By 10 December she was at the island of Mocco. She returned to Port Jackson 12 May 1802, and reported to Governor King at New South Wales that she had gathered 1300 barrels of oil. Left Sydney 12 June and returned to England on 7 December 1802.

===Fourth whaling voyage (1803–1806)===
Captain George Quested sailed Britannia from England on 7 May 1803, bound for New Zealand. She stopped in Rio de Janeiro in June for refreshment and repairs. In May 1804 she was "all well" off the coast of New Zealand.

Britannia sailed again on 17 September 1804, for the Pacific Ocean, with Nathaniel Goodspeed (or Godspied, or Godsped), master. She was on the coast of Peru 10 April 1805, in ballast.

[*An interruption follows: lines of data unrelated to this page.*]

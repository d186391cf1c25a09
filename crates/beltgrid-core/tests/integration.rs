//! End-to-end behaviour of the engine: scheduling, propagation, editing.

use std::cell::RefCell;
use std::rc::Rc;

use beltgrid_core::cell::{Cell, CellType, Direction, Item};
use beltgrid_core::config::SimConfig;
use beltgrid_core::editor::EditCommand;
use beltgrid_core::engine::Engine;
use beltgrid_core::event::{Event, EventKind, NullSink};
use beltgrid_core::grid::Grid;
use beltgrid_core::propagation::step;
use beltgrid_core::scheduler::{Clock, TickScheduler};
use beltgrid_core::test_utils::*;

// ===========================================================================
// Straight lines
// ===========================================================================

#[test]
fn four_belts_one_item_moves_one_cell_per_tick() {
    let mut g = grid(10);
    let start = pos(2, 4);
    place_line(&mut g, start, Direction::Right, 4);
    put(&mut g, start, Item::Wood);

    step(&mut g, 1, &mut NullSink);
    assert_eq!(
        items_along(&g, start, Direction::Right, 4),
        vec![Item::Empty, Item::Wood, Item::Empty, Item::Empty]
    );

    step(&mut g, 2, &mut NullSink);
    assert_eq!(
        items_along(&g, start, Direction::Right, 4),
        vec![Item::Empty, Item::Empty, Item::Wood, Item::Empty]
    );
}

#[test]
fn line_against_scan_order_moves_one_cell_per_tick() {
    // Leftward: the scan reaches the destination before the source, but the
    // item still only advances once per tick.
    let mut g = grid(10);
    let start = pos(7, 0);
    place_line(&mut g, start, Direction::Left, 4);
    put(&mut g, start, Item::Gold);

    step(&mut g, 1, &mut NullSink);
    assert_eq!(
        items_along(&g, start, Direction::Left, 4),
        vec![Item::Empty, Item::Gold, Item::Empty, Item::Empty]
    );
}

#[test]
fn packed_line_with_free_tail_shifts_whole_line() {
    let mut g = grid(10);
    let start = pos(0, 0);
    place_line(&mut g, start, Direction::Down, 5);
    for i in 0..4 {
        put(&mut g, pos(0, i), Item::Wood);
    }

    let report = step(&mut g, 1, &mut NullSink);

    assert_eq!(report.moved, 4);
    assert_eq!(
        items_along(&g, start, Direction::Down, 5),
        vec![Item::Empty, Item::Wood, Item::Wood, Item::Wood, Item::Wood]
    );
}

#[test]
fn packed_line_into_edge_never_moves() {
    let mut g = grid(4);
    place_line(&mut g, pos(0, 1), Direction::Right, 4);
    for x in 0..4 {
        put(&mut g, pos(x, 1), Item::Wood);
    }
    let before = g.clone();

    for tick in 1..=5 {
        assert_eq!(step(&mut g, tick, &mut NullSink).moved, 0);
    }
    for (p, cell) in before.iter() {
        assert_eq!(g[p].item, cell.item);
    }
}

// ===========================================================================
// Transmutation
// ===========================================================================

#[test]
fn two_transmutators_round_trip_the_kind() {
    let mut g = grid(10);
    g.set(pos(0, 0), transmuting_belt(Direction::Right)).unwrap();
    g.set(pos(1, 0), belt(Direction::Right)).unwrap();
    g.set(pos(2, 0), transmuting_belt(Direction::Right)).unwrap();
    g.set(pos(3, 0), belt(Direction::Right)).unwrap();
    put(&mut g, pos(0, 0), Item::Wood);

    step(&mut g, 1, &mut NullSink);
    assert_eq!(g[pos(1, 0)].item, Item::Gold);

    step(&mut g, 2, &mut NullSink);
    assert_eq!(g[pos(2, 0)].item, Item::Gold);

    step(&mut g, 3, &mut NullSink);
    assert_eq!(g[pos(3, 0)].item, Item::Wood);
}

#[test]
fn transmutator_only_acts_on_departure() {
    let mut g = grid(6);
    g.set(pos(0, 0), belt(Direction::Right)).unwrap();
    g.set(pos(1, 0), transmuting_belt(Direction::Right)).unwrap();
    put(&mut g, pos(0, 0), Item::Wood);

    step(&mut g, 1, &mut NullSink);
    assert_eq!(g[pos(1, 0)].item, Item::Wood, "arriving items are untouched");
}

// ===========================================================================
// Edges and inert cells
// ===========================================================================

#[test]
fn left_edge_conveyor_holds_item_indefinitely() {
    let mut g = grid(5);
    g.set(pos(0, 3), belt(Direction::Left).with_item(Item::Gold)).unwrap();

    for tick in 1..=20 {
        step(&mut g, tick, &mut NullSink);
    }
    assert_eq!(g[pos(0, 3)].item, Item::Gold);
}

#[test]
fn each_edge_clamps() {
    let size = 5;
    let cases = [
        (pos(0, 2), Direction::Left),
        (pos(4, 2), Direction::Right),
        (pos(2, 0), Direction::Up),
        (pos(2, 4), Direction::Down),
    ];
    for (at, dir) in cases {
        let mut g = grid(size);
        g.set(at, belt(dir).with_item(Item::Wood)).unwrap();
        for tick in 1..=3 {
            step(&mut g, tick, &mut NullSink);
        }
        assert_eq!(g[at].item, Item::Wood, "{dir:?} edge at {at:?}");
        assert_eq!(g.item_count(), 1);
    }
}

#[test]
fn grass_and_empty_cells_are_inert() {
    let mut g = grid(6);
    put(&mut g, pos(1, 1), Item::Wood);
    g.set(pos(3, 3), Cell::empty().with_item(Item::Gold)).unwrap();

    for tick in 1..=10 {
        step(&mut g, tick, &mut NullSink);
    }
    assert_eq!(g[pos(1, 1)].item, Item::Wood);
    assert_eq!(g[pos(3, 3)].item, Item::Gold);
}

// ===========================================================================
// No double-step
// ===========================================================================

#[test]
fn arrival_is_not_pushed_on_by_its_new_cell() {
    // (1,0) points down and is scanned after (0,0) moves an item into it.
    let mut g = grid(6);
    g.set(pos(0, 0), belt(Direction::Right).with_item(Item::Wood)).unwrap();
    g.set(pos(1, 0), belt(Direction::Down)).unwrap();
    g.set(pos(1, 1), belt(Direction::Down)).unwrap();

    step(&mut g, 1, &mut NullSink);
    assert_eq!(g[pos(1, 0)].item, Item::Wood);
    assert_eq!(g[pos(1, 1)].item, Item::Empty);

    step(&mut g, 2, &mut NullSink);
    assert_eq!(g[pos(1, 1)].item, Item::Wood);
}

#[test]
fn chain_cleared_cell_does_not_move_twice() {
    // A packed down-column scanned from the top: the lower item clears first,
    // the upper item fills its cell, and the scan does not push it again.
    let mut g = grid(6);
    place_line(&mut g, pos(2, 0), Direction::Down, 4);
    put(&mut g, pos(2, 0), Item::Wood);
    put(&mut g, pos(2, 1), Item::Gold);

    step(&mut g, 1, &mut NullSink);
    assert_eq!(
        items_along(&g, pos(2, 0), Direction::Down, 4),
        vec![Item::Empty, Item::Wood, Item::Gold, Item::Empty]
    );
}

// ===========================================================================
// Loops
// ===========================================================================

#[test]
fn demo_loop_circulates_forever() {
    let mut engine = Engine::demo(&SimConfig::default()).unwrap();
    for _ in 0..100 {
        engine.step();
        assert_eq!(engine.grid().count_of(Item::Wood), 3);
    }
}

#[test]
fn full_ring_stalls_but_ring_with_gap_turns() {
    let mut g = grid(8);
    let ring = place_ring(&mut g, 1, 1, 3, 3);
    for &p in &ring {
        put(&mut g, p, Item::Wood);
    }
    let report = step(&mut g, 1, &mut NullSink);
    assert_eq!(report.moved, 0);
    assert!(report.blocked_chains > 0);

    // Open one gap; next tick the whole ring rotates by one.
    put(&mut g, ring[4], Item::Empty);
    let report = step(&mut g, 2, &mut NullSink);
    assert_eq!(report.moved, 7);
    assert_eq!(report.blocked_chains, 0);
    assert_eq!(g[ring[5]].item, Item::Empty);
}

// ===========================================================================
// Engine + scheduler
// ===========================================================================

#[test]
fn engine_paced_by_manual_clock() {
    let clock = ManualClock::new(0.0);
    let mut engine = Engine::demo(&SimConfig::default()).unwrap();

    let mut steps = 0;
    for _ in 0..80 {
        clock.advance(0.125);
        if engine.update(clock.now_secs()) {
            steps += 1;
        }
    }
    // 10 seconds at 0.5 s per tick.
    assert_eq!(steps, 20);
    assert_eq!(engine.tick(), 20);
}

#[test]
fn stall_runs_a_single_step() {
    let clock = ManualClock::new(0.0);
    let mut scheduler = TickScheduler::new(0.5, 0.0);
    clock.advance(30.0);
    assert!(scheduler.poll_clock(&clock));
    assert!(!scheduler.poll_clock(&clock));
}

#[test]
fn edits_apply_between_ticks() {
    let mut engine = small_engine(10);
    engine.apply_edit(
        pos(4, 4),
        EditCommand::PlaceConveyor {
            direction: Direction::Up,
            transmutator: true,
        },
    );
    engine.apply_edit(pos(4, 4), EditCommand::PlaceItem(Item::Wood));
    assert_eq!(engine.cell(4, 4).unwrap().item, Item::Wood);

    assert!(engine.update(0.5));
    assert_eq!(engine.cell(4, 3).unwrap().item, Item::Gold);

    engine.apply_edit(pos(4, 3), EditCommand::Clear);
    let cleared = engine.cell(4, 3).unwrap();
    assert_eq!(cleared.cell_type, CellType::Grass);
    assert_eq!(cleared.item, Item::Empty);
}

#[test]
fn move_events_reach_listeners() {
    let moves = Rc::new(RefCell::new(Vec::new()));
    let sink = Rc::clone(&moves);

    let mut engine = small_engine(6);
    for x in 0..3 {
        engine.set_cell(x, 0, belt(Direction::Right));
    }
    engine.set_item(0, 0, Item::Wood);
    engine.on_passive(
        EventKind::ItemMoved,
        Box::new(move |e: &Event| {
            if let Event::ItemMoved { from, to, tick, .. } = e {
                sink.borrow_mut().push((*from, *to, *tick));
            }
        }),
    );

    engine.step();
    engine.step();

    assert_eq!(
        *moves.borrow(),
        vec![(pos(0, 0), pos(1, 0), 1), (pos(1, 0), pos(2, 0), 2)]
    );
}

#[test]
fn independent_grids_do_not_interact() {
    let mut a = Grid::new(5).unwrap();
    let b = Grid::new(5).unwrap();
    a.set(pos(1, 1), belt(Direction::Right).with_item(Item::Wood)).unwrap();
    step(&mut a, 1, &mut NullSink);
    assert_eq!(b.item_count(), 0);
    assert_eq!(a.item_count(), 1);
}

She was reported to have been well in May 1805. She returned to Britain on 9 December 1805. She was at Sydney from the coast of California 22 June 1806 after having been out 22 months. She had gathered 16,000 to 20,000 seal skins plus at least 95 tons of sperm oil.

==Fate==
Britannia was wrecked at 0200 on the morning of 25 August 1806. The wrecking occurred on either Middleton Reef or Elizabeth Reef, some 297 miles east of the Clarence River Heads in New South Wales. She struck the reef several times before waves lifted her onto the reef where her back was broken. When the crew lowered the lifeboats, one was immediately smashed but the two others, with nineteen men in all aboard, got away. Five men stayed aboard Britannia. Two were rescued the next day while the other three found another boat, put water and biscuits on board, and launched it. The three boats with their 24 men aboard headed for Newcastle. On 29 August, one of the boats, with eight men on board, separated from the other two in a gale and was never seen again. The survivors reached Newcastle on 8 September, and Port Jackson on 13 September 1806.